Arcangeli, dunque, e l’Ultimo Naturalismo, quell’informale padano – «la natura vista dall’occhio della gallina», ridacchiava Morandi – ampiamente documentato da Barilli con particolare attenzione e opere cospicue, dove la materia pittorica diventa gesto ribollente di un rapporto aggressivo con il dato naturale, in raggiungimenti ricordevoli rabbiosi assoluti, come in Moreni, Vacchi, Bendini, espansivi e succosi come in Morlotti, Mandelli, Romiti, con cui poi si confronteranno, tra gli altri, Mario Nanni e Ilario Rossi. Una mostra che procede per sezioni tematiche verso i nostri giorni, e fa sosta intorno al 1980, quando lo stesso Barilli, assieme a Francesca Alinovi e Roberto Daolio – e siamo nel momento della Transavanguardia di Bonito Oliva, del Magico Primario di Flavio Caroli, dell’Anacronismo di Maurizio Calvesi – unisce in un’esposizione presso la Galleria d’Arte Moderna i Nuovi Nuovi, “corrente” che nella mostra di palazzo Fava è presente con artisti diversi: con, adesempio i cesellati, favolistici estetici pezzi di Bruno Benuzzi, o con le rappresentazioni disegnatissime multiple minerali di Marcello Jori, compagno di strada di Andrea Pazienza, che qui ci fa sognare con splendidi disegni, il fantastico fumettista che aveva disegnato il suo primo orso a diciotto mesi e che a Bologna studia al DAMS, morto giovanissimo, nello stesso 1988 che si porta via a trentasette anni la genialità pittorica e fotografica di Piero Manai («Uso la polaroid -diceva in occasione della sua mostra “L’insostenibile visione dell’essere” – perché riporta la fotografia alle sue origini. Non avendo negativo, la foto scattata è un pezzo unico»).

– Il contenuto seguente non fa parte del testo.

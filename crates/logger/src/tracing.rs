use std::env::var;

use tracing::{level_filters::LevelFilter, warn};
use tracing_subscriber::{Layer, filter::EnvFilter, layer::SubscriberExt, util::SubscriberInitExt};

/// Initialize tracing at INFO, overridable through `RUST_LOG`
pub fn init_tracing() {
    init_tracing_with_level(LevelFilter::INFO);
}

/// Initialize tracing with `level` as the default directive.
///
/// `RUST_LOG_FORMAT=json` switches to one JSON object per line, which is
/// what the service should use when its output is shipped somewhere.
pub fn init_tracing_with_level(level: LevelFilter) {
    let env_filter = EnvFilter::builder().with_default_directive(level.into()).from_env_lossy();

    let log_format = var("RUST_LOG_FORMAT").unwrap_or_default();

    let log_layer = match log_format.as_str() {
        "json" => tracing_subscriber::fmt::layer()
            .json()
            .with_writer(std::io::stderr)
            .with_filter(env_filter)
            .boxed(),
        _ => tracing_subscriber::fmt::layer()
            .compact()
            .with_writer(std::io::stderr)
            .with_filter(env_filter)
            .boxed(),
    };

    if tracing_subscriber::registry().with(log_layer).try_init().is_err() {
        warn!("Tracing subscriber already initialized");
    }
}
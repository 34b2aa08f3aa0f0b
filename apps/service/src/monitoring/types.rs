use std::collections::BTreeMap;

use chrono::{DateTime, Utc};
use checkhost::{CheckMode, CheckSpec};
use serde::{Deserialize, Serialize};

use crate::anomaly::AnomalyVerdict;

/// Ping reply counts
#[derive(Debug, Clone, Copy, PartialEq, Eq, Serialize, Deserialize)]
pub struct ReplyCount {
    pub ok: usize,
    pub total: usize,
}

/// Canonical result of one node for one check
#[derive(Debug, Clone, PartialEq, Serialize, Deserialize)]
pub struct MeasurementRecord {
    pub mode: CheckMode,
    /// Normalised target
    pub target: String,
    /// Node host name
    pub node: String,
    /// "Country, City" of the node
    pub location: String,
    pub success: bool,
    pub metrics: BTreeMap<String, f64>,
    pub resolved_ip: Option<String>,
    pub error_message: Option<String>,

    /// HTTP status text
    #[serde(skip_serializing_if = "Option::is_none")]
    pub status_text: Option<String>,
    /// HTTP status code as reported by the provider
    #[serde(skip_serializing_if = "Option::is_none")]
    pub status_code: Option<String>,
    #[serde(skip_serializing_if = "Option::is_none")]
    pub replies: Option<ReplyCount>,
}

impl MeasurementRecord {
    /// Empty, unsuccessful record for `node`
    pub fn new(spec: &CheckSpec, node: &str, location: String) -> Self {
        Self {
            mode: spec.mode(),
            target: spec.target().to_string(),
            node: node.to_string(),
            location,
            success: false,
            metrics: BTreeMap::new(),
            resolved_ip: None,
            error_message: None,
            status_text: None,
            status_code: None,
            replies: None,
        }
    }

    pub fn metric(&self, name: &str) -> Option<f64> {
        self.metrics.get(name).copied()
    }

    /// Mark the record failed with a diagnostic
    pub fn failure(mut self, error: impl Into<String>) -> Self {
        self.success = false;
        self.metrics.clear();
        self.error_message = Some(error.into());
        self
    }
}

/// A record and the verdicts for its baselined metrics
#[derive(Debug, Clone, PartialEq, Serialize, Deserialize)]
pub struct Observation {
    pub record: MeasurementRecord,
    pub verdicts: Vec<AnomalyVerdict>,
}

/// Everything one check produced, handed to the alerting side
#[derive(Debug, Clone, Serialize)]
pub struct CheckReport {
    pub spec: CheckSpec,
    pub started_at: DateTime<Utc>,
    /// Every dispatched node answered before polling stopped
    pub complete: bool,
    /// One entry per answering node, ordered by node name
    pub observations: Vec<Observation>,
}

impl CheckReport {
    /// Verdicts that are anomalies, with their records
    pub fn anomalies(&self) -> impl Iterator<Item = (&MeasurementRecord, &AnomalyVerdict)> {
        self.alerts().filter(|(_, verdict)| verdict.classification.is_anomaly())
    }

    /// Every verdict that is not `Normal`, with its record
    pub fn alerts(&self) -> impl Iterator<Item = (&MeasurementRecord, &AnomalyVerdict)> {
        self.observations.iter().flat_map(|obs| {
            obs.verdicts
                .iter()
                .filter(|verdict| verdict.classification != crate::anomaly::Classification::Normal)
                .map(move |verdict| (&obs.record, verdict))
        })
    }

    pub fn failed_nodes(&self) -> usize {
        self.observations.iter().filter(|obs| !obs.record.success).count()
    }
}
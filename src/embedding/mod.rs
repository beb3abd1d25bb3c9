//! Embedding client abstraction and the Ollama-backed adapter.
//!
//! The runtime exposes no batch endpoint, so the adapter issues one request per
//! input text and preserves input order in the returned vectors.

use async_trait::async_trait;
use reqwest::{Client, StatusCode};
use serde::Deserialize;
use serde_json::json;
use thiserror::Error;

/// Errors raised by embedding providers.
#[derive(Debug, Error)]
pub enum EmbeddingClientError {
    /// Provider was unreachable.
    #[error("Embedding provider unavailable: {0}")]
    ProviderUnavailable(String),
    /// Provider returned an error response.
    #[error("Failed to generate embeddings: {0}")]
    GenerationFailed(String),
    /// Provider response could not be parsed.
    #[error("Malformed provider response: {0}")]
    InvalidResponse(String),
}

/// Interface implemented by embedding backends.
#[async_trait]
pub trait EmbeddingClient: Send + Sync {
    /// Produce an embedding vector for each supplied text, in input order.
    async fn generate_embeddings(
        &self,
        texts: Vec<String>,
    ) -> Result<Vec<Vec<f32>>, EmbeddingClientError>;
}

/// Embedding client backed by a local Ollama runtime.
pub struct OllamaEmbeddingClient {
    http: Client,
    base_url: String,
    model: String,
}

impl OllamaEmbeddingClient {
    /// Construct a client targeting the given runtime and model.
    pub fn new(base_url: String, model: String) -> Self {
        Self {
            http: Client::new(),
            base_url,
            model,
        }
    }

    fn endpoint(&self) -> String {
        format!("{}/api/embeddings", self.base_url.trim_end_matches('/'))
    }

    async fn embed_one(&self, text: &str) -> Result<Vec<f32>, EmbeddingClientError> {
        let payload = json!({
            "model": self.model,
            "prompt": text,
        });

        let response = self
            .http
            .post(self.endpoint())
            .json(&payload)
            .send()
            .await
            .map_err(|error| {
                EmbeddingClientError::ProviderUnavailable(format!(
                    "failed to reach Ollama at {}: {error}",
                    self.base_url
                ))
            })?;

        if response.status() == StatusCode::NOT_FOUND {
            return Err(EmbeddingClientError::ProviderUnavailable(format!(
                "Ollama endpoint {} returned 404",
                self.endpoint()
            )));
        }

        if !response.status().is_success() {
            let status = response.status();
            let body = response.text().await.unwrap_or_default();
            return Err(EmbeddingClientError::GenerationFailed(format!(
                "Ollama returned {status}: {body}"
            )));
        }

        let body: OllamaEmbeddingResponse = response.json().await.map_err(|error| {
            EmbeddingClientError::InvalidResponse(format!(
                "failed to decode Ollama response: {error}"
            ))
        })?;

        if body.embedding.is_empty() {
            return Err(EmbeddingClientError::InvalidResponse(
                "Ollama returned an empty embedding".into(),
            ));
        }

        Ok(body.embedding)
    }
}

#[derive(Debug, Deserialize)]
struct OllamaEmbeddingResponse {
    embedding: Vec<f32>,
}

#[async_trait]
impl EmbeddingClient for OllamaEmbeddingClient {
    async fn generate_embeddings(
        &self,
        texts: Vec<String>,
    ) -> Result<Vec<Vec<f32>>, EmbeddingClientError> {
        tracing::debug!(model = %self.model, count = texts.len(), "Generating embeddings");

        let mut vectors = Vec::with_capacity(texts.len());
        for text in &texts {
            vectors.push(self.embed_one(text).await?);
        }
        Ok(vectors)
    }
}
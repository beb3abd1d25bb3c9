//! Whitespace normalization for extracted page text.

use regex::Regex;
use std::sync::OnceLock;

fn horizontal_whitespace() -> &'static Regex {
    static RE: OnceLock<Regex> = OnceLock::new();
    RE.get_or_init(|| Regex::new(r"[ \t]+").expect("valid regex"))
}

fn blank_line_runs() -> &'static Regex {
    static RE: OnceLock<Regex> = OnceLock::new();
    RE.get_or_init(|| Regex::new(r"\n{3,}").expect("valid regex"))
}

/// Normalize raw page text for chunking.
///
/// Carriage returns become spaces, runs of spaces and tabs collapse to one
/// space, three or more consecutive newlines collapse to exactly two, and the
/// ends are trimmed. An empty result is valid and means the page carries no
/// indexable text.
pub fn normalize(text: &str) -> String {
    let text = text.replace('\r', " ");
    let text = horizontal_whitespace().replace_all(&text, " ");
    let text = blank_line_runs().replace_all(&text, "\n\n");
    text.trim().to_string()
}
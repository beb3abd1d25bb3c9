//! Zip packing and unpacking for the index directory tree.
//!
//! Archive entry names are relative to the index root, so a bundle produced on
//! one deployment restores cleanly on another regardless of the configured
//! `INDEX_DIR`.

use std::fs::{self, File};
use std::io::{self, Cursor};
use std::path::Path;

use walkdir::WalkDir;
use zip::write::SimpleFileOptions;
use zip::{CompressionMethod, ZipArchive, ZipWriter};

use super::types::IndexError;

/// Pack the directory at `root` into an in-memory zip archive.
pub(crate) fn pack_directory(root: &Path) -> Result<Vec<u8>, IndexError> {
    let mut zip = ZipWriter::new(Cursor::new(Vec::new()));
    let options = SimpleFileOptions::default().compression_method(CompressionMethod::Deflated);

    if root.exists() {
        for entry in WalkDir::new(root) {
            let entry = entry.map_err(|error| {
                IndexError::Io(io::Error::other(format!(
                    "failed to walk index tree: {error}"
                )))
            })?;
            let path = entry.path();
            let relative = path.strip_prefix(root).map_err(|_| {
                IndexError::Io(io::Error::other("index entry escaped the index root"))
            })?;
            if relative.as_os_str().is_empty() {
                continue;
            }
            let name = relative.to_string_lossy().replace('\\', "/");

            if path.is_dir() {
                zip.add_directory(name, options)?;
            } else {
                zip.start_file(name, options)?;
                let mut file = File::open(path)?;
                io::copy(&mut file, &mut zip)?;
            }
        }
    }

    let cursor = zip.finish()?;
    Ok(cursor.into_inner())
}

/// Unpack an archive produced by [`pack_directory`] into `root`.
///
/// Entries whose names would escape `root` are skipped.
pub(crate) fn unpack_into(root: &Path, bytes: &[u8]) -> Result<(), IndexError> {
    let mut archive = ZipArchive::new(Cursor::new(bytes))?;

    for i in 0..archive.len() {
        let mut file = archive.by_index(i)?;
        let Some(relative) = file.enclosed_name() else {
            tracing::warn!(name = %file.name(), "Skipping archive entry with unsafe path");
            continue;
        };
        let destination = root.join(relative);

        if file.is_dir() {
            fs::create_dir_all(&destination)?;
        } else {
            if let Some(parent) = destination.parent() {
                fs::create_dir_all(parent)?;
            }
            let mut out = File::create(&destination)?;
            io::copy(&mut file, &mut out)?;
        }
    }

    Ok(())
}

Ma ad affrontare gli anni dal 2000 in poi si arriva in realtà con testimonianze frammentarie e parziali e in alcuni casi poco significative. Sarà questo un buon motivo per pensare ad un’esposizione ulteriore, che parta dagli inizi del nuovo millennio, e che dia conto di quegli incroci e formalizzazioni di pensieri che a Bologna, dalla musica e dal fumetto e dal cinema, così radicati nella sua tradizione, transitano nel video, nella fotografia, nella performance, nella scultura nel disegno, nella pittura e nell’installazione e divengono relazione col mondo.